[Dataset entries]
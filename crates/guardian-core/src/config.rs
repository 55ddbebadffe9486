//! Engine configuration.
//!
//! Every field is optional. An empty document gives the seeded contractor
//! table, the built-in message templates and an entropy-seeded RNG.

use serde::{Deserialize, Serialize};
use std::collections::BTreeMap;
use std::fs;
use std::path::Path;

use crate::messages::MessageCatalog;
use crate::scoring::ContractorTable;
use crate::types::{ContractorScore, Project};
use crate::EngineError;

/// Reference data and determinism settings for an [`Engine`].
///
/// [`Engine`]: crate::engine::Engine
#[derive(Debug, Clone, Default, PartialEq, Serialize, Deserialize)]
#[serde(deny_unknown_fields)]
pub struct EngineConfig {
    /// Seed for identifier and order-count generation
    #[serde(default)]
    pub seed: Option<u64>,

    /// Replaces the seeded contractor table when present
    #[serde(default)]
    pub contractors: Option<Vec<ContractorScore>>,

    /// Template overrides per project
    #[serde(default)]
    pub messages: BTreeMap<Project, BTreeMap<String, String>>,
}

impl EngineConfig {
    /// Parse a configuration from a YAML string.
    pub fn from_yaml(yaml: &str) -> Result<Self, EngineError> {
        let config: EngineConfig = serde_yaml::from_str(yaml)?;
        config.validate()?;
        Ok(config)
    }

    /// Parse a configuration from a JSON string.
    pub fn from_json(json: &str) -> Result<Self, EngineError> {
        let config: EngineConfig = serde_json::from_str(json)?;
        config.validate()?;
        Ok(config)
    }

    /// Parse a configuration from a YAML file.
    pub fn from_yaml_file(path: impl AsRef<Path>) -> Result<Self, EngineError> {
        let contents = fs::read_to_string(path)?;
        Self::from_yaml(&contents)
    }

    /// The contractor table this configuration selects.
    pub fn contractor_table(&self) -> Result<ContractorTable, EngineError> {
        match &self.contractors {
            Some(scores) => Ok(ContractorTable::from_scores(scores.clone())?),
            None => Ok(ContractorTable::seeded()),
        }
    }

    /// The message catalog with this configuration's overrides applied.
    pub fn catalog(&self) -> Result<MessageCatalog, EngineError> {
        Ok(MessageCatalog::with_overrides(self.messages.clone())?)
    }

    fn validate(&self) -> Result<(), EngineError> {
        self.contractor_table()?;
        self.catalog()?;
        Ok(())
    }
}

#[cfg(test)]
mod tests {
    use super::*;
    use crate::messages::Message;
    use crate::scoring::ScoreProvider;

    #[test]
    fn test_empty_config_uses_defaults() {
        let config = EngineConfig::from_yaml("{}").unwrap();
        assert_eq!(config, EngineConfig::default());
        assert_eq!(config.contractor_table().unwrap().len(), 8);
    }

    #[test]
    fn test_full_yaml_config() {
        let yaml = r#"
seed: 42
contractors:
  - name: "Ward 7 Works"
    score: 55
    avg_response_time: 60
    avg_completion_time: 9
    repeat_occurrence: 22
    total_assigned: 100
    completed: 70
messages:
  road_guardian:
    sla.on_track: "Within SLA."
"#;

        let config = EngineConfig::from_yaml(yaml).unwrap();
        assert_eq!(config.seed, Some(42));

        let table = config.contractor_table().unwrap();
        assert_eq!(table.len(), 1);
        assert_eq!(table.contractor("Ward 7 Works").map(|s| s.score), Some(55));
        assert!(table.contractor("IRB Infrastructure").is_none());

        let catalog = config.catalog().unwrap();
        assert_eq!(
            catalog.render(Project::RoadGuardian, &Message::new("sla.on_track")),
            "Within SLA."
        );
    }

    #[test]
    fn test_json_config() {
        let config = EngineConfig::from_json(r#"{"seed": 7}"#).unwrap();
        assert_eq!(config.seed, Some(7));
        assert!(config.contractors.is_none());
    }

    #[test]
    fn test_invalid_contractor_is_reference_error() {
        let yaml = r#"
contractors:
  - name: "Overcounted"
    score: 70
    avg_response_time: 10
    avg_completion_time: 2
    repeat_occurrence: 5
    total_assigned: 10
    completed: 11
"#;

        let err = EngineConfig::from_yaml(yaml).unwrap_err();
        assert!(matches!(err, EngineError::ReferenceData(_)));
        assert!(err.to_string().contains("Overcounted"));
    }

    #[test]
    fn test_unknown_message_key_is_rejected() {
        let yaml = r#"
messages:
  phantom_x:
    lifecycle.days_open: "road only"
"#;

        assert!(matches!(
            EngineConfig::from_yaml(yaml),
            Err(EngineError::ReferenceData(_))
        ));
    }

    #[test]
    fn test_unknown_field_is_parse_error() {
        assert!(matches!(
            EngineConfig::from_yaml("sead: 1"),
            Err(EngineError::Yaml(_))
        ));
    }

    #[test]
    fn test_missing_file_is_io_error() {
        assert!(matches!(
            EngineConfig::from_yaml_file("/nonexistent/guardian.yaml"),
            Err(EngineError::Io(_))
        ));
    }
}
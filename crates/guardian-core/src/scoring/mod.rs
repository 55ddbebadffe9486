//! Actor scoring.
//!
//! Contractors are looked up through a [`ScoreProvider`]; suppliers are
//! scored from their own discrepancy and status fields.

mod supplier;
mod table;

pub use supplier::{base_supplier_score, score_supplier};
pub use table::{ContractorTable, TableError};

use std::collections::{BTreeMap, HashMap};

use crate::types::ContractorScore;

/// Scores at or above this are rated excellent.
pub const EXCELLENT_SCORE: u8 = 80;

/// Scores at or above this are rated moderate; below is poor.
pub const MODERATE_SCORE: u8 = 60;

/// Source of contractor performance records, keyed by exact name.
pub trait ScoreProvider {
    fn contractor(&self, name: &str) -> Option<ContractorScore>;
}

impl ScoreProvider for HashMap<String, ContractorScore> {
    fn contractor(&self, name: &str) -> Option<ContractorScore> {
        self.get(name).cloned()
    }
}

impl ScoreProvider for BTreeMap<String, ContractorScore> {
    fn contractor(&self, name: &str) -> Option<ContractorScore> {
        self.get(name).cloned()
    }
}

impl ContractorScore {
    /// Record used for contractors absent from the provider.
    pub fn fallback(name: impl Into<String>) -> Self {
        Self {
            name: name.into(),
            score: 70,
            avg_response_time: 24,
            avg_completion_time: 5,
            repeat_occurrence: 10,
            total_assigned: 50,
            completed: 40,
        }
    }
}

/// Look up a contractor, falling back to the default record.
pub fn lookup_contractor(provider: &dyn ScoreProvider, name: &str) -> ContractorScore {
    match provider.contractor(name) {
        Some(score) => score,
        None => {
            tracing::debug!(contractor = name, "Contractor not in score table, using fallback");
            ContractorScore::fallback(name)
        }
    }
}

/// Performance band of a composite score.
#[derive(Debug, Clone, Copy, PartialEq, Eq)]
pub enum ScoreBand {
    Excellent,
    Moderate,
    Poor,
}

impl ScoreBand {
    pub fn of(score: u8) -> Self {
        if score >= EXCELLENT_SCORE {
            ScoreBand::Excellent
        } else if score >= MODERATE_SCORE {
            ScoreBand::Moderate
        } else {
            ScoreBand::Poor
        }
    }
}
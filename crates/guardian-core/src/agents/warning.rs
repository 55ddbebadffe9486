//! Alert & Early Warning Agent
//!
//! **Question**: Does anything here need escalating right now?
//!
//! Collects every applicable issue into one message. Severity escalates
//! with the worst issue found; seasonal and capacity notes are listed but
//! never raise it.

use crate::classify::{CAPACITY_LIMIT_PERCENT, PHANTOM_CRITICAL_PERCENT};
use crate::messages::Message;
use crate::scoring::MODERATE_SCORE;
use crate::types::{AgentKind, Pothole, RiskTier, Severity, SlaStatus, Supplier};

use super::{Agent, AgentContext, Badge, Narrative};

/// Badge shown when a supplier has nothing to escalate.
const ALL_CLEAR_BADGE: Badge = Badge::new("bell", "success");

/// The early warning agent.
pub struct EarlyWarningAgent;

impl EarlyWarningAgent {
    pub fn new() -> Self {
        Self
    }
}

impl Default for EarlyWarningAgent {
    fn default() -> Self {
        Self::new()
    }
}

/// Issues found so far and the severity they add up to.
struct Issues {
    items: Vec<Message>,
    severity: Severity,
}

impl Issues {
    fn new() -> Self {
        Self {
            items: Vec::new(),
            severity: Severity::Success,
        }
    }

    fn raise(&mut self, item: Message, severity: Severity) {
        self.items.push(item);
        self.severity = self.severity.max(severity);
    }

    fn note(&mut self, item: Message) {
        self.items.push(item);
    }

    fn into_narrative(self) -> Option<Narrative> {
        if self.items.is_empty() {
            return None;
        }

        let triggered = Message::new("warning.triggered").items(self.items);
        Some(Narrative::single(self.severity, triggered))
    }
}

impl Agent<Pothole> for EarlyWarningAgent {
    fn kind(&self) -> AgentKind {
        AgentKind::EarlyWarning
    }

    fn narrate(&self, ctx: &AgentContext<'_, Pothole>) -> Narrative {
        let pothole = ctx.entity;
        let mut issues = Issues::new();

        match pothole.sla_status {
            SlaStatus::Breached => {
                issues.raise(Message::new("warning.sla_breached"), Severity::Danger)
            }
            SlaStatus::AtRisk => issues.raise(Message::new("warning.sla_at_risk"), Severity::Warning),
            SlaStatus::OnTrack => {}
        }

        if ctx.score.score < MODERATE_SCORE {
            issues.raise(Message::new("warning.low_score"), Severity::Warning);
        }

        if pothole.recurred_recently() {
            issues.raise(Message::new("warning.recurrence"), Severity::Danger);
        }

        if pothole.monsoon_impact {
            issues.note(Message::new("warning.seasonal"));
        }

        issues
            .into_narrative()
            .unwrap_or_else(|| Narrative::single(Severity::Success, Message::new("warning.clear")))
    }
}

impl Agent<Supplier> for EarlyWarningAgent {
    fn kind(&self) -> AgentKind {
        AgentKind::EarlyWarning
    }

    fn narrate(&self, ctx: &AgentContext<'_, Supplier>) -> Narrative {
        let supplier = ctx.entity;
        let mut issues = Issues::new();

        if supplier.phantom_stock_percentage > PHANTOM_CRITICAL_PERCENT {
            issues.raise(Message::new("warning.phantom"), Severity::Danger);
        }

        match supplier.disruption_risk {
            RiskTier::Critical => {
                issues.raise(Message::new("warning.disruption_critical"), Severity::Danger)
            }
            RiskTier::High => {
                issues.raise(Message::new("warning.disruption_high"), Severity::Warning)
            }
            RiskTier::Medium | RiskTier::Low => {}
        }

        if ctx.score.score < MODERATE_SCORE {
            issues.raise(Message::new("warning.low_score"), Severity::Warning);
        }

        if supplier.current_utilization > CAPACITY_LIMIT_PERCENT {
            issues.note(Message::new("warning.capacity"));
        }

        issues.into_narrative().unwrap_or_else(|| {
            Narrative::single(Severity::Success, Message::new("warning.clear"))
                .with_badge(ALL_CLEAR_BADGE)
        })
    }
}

* * *

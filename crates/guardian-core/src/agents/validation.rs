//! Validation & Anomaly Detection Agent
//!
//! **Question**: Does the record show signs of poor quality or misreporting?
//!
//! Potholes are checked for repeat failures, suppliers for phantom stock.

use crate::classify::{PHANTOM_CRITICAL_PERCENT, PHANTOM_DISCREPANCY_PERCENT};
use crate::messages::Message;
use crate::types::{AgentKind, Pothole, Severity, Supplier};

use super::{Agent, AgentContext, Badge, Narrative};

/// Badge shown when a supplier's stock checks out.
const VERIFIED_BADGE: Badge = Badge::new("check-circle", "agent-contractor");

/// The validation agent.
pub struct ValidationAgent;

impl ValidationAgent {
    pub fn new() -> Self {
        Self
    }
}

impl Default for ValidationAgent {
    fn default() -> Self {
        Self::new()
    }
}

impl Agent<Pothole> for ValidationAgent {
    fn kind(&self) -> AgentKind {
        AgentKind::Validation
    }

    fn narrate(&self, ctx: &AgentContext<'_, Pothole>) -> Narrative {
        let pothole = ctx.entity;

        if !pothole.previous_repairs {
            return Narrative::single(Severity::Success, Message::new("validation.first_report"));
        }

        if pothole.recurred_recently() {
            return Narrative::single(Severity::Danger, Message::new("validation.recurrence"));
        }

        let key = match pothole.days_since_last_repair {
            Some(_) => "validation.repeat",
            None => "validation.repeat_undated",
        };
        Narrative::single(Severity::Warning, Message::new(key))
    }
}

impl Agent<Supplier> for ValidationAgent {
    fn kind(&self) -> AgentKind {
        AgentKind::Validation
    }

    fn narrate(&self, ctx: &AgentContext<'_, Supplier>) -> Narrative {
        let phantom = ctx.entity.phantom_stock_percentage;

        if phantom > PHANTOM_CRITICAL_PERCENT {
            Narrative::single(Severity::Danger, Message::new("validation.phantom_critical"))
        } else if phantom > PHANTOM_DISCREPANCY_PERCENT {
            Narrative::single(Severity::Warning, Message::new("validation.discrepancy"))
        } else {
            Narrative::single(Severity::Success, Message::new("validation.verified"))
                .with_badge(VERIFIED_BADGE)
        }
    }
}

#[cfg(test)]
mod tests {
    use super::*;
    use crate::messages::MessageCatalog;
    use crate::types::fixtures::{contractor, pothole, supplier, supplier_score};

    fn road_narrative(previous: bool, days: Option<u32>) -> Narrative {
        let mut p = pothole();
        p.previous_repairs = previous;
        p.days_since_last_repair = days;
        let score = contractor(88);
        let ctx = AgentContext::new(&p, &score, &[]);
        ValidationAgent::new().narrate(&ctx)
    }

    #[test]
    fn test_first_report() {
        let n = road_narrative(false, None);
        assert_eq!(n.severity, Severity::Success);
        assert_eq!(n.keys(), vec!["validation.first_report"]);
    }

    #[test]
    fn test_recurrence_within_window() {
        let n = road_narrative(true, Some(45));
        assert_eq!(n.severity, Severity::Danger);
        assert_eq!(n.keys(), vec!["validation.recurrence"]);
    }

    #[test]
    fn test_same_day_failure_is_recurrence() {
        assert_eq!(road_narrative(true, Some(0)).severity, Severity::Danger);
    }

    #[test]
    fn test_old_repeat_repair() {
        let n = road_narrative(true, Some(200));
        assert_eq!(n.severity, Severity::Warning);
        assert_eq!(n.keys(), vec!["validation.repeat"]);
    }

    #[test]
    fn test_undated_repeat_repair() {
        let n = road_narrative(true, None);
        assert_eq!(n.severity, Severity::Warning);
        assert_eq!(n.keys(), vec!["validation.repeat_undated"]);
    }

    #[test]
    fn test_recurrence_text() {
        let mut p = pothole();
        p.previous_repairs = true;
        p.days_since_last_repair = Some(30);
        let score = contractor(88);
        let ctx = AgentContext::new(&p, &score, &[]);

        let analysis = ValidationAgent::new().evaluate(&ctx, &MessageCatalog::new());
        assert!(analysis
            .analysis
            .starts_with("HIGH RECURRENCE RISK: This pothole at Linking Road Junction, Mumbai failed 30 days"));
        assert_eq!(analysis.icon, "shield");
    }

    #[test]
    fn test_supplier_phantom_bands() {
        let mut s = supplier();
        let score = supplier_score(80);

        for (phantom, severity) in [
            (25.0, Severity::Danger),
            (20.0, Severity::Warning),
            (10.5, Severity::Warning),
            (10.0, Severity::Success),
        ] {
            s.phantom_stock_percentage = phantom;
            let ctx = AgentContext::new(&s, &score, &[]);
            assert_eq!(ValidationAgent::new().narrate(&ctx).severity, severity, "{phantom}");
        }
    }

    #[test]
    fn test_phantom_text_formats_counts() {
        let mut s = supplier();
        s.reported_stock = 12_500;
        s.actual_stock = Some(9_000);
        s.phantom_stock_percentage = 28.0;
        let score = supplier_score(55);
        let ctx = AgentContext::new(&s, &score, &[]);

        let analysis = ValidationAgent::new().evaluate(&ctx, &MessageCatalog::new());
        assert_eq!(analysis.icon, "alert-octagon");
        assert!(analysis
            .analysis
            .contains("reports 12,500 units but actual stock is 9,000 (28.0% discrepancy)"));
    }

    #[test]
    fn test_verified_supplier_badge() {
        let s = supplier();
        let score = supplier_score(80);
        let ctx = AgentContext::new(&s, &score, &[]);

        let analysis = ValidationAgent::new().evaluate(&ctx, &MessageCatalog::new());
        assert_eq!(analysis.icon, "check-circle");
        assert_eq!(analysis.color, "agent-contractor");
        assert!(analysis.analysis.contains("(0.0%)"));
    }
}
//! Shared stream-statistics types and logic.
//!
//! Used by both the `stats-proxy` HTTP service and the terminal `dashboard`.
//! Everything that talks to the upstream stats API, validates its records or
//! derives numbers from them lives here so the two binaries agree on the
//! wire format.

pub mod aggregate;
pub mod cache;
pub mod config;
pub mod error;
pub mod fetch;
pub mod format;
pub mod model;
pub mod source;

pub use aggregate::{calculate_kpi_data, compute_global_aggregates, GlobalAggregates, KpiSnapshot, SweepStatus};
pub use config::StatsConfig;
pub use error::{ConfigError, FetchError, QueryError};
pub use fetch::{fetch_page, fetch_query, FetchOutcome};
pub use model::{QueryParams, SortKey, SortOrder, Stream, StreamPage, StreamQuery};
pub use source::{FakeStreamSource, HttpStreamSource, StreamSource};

--

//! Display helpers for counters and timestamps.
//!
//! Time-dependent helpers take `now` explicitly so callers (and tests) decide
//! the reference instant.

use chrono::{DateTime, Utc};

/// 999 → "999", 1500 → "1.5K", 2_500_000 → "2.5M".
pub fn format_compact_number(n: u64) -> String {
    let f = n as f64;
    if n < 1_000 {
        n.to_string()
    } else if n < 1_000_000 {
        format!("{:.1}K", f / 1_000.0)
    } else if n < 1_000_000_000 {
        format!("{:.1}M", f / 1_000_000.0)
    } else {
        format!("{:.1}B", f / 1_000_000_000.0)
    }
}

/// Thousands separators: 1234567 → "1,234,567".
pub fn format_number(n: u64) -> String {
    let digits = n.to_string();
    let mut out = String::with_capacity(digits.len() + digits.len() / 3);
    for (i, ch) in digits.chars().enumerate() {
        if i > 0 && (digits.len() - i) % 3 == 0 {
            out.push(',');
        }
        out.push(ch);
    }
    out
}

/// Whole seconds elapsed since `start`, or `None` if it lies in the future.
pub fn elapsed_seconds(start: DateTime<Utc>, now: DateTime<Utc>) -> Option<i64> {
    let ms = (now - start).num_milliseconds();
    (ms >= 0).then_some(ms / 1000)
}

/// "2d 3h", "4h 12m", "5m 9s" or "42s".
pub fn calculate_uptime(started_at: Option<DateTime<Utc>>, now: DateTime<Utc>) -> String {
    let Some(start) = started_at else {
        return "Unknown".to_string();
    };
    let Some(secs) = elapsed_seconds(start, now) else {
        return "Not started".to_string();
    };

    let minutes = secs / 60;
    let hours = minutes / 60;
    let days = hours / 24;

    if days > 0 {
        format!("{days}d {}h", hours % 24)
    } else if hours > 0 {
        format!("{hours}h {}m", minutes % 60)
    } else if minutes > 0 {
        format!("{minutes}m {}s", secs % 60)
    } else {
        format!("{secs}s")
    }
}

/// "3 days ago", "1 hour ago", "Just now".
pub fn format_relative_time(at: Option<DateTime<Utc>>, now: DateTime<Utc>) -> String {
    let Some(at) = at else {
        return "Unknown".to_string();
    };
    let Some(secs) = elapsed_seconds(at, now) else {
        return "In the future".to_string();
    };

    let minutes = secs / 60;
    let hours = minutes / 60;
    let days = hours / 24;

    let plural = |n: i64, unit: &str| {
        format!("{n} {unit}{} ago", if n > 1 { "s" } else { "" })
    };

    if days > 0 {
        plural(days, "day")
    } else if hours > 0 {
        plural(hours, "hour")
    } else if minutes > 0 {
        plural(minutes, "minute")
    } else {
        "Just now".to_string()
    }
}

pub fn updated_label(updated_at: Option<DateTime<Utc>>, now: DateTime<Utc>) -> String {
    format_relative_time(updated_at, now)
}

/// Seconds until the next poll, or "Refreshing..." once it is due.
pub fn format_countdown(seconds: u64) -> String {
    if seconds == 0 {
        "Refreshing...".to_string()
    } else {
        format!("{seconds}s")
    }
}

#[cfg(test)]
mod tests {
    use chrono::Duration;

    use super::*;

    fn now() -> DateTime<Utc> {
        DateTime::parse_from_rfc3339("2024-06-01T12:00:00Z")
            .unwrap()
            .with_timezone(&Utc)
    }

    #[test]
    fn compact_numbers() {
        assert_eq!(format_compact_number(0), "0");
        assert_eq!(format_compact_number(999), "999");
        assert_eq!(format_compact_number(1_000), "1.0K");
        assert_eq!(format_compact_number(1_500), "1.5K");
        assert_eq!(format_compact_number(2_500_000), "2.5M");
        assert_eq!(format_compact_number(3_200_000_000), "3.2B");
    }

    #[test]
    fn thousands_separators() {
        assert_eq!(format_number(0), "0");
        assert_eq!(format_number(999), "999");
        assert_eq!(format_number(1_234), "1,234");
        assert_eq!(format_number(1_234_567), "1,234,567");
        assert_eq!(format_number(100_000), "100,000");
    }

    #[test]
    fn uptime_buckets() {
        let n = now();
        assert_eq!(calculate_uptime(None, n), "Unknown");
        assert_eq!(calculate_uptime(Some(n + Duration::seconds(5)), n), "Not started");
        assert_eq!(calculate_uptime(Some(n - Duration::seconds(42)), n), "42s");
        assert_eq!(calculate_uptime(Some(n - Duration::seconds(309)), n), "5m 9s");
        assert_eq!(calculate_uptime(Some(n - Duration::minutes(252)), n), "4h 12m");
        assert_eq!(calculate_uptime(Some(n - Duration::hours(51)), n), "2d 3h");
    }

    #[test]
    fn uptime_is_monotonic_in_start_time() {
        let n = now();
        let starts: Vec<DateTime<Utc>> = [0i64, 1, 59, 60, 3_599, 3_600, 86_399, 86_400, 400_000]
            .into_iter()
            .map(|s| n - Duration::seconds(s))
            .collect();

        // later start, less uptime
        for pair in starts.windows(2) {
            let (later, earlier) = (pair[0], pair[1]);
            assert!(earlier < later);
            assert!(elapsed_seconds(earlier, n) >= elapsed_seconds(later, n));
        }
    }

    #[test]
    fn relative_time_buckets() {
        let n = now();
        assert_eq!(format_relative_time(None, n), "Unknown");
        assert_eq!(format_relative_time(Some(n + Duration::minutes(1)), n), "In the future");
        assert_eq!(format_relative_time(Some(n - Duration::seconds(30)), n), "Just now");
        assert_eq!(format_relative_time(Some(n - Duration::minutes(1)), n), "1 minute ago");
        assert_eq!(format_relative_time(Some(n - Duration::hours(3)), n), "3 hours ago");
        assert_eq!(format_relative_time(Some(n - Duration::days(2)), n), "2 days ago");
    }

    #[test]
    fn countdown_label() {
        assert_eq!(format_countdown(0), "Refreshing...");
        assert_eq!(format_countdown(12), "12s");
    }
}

- Description of the task
The output should be exactly the lines above from the line containing "filename crates/guardian-core/src/config.rs" to the line containing "use crate::scoring::ContractorTable;", inclusive, with no other lines.

- Output
filename crates/guardian-core/src/config.rs
repository 55ddbebadffe9486
//! Engine configuration.
//!
//! Every field is optional. An empty document gives the seeded contractor
//! table, the built-in message templates and an entropy-seeded RNG.

use serde::{Deserialize, Serialize};
use std::collections::BTreeMap;
use std::fs;
use std::path::Path;

use crate::messages::MessageCatalog;
use crate::scoring::ContractorTable;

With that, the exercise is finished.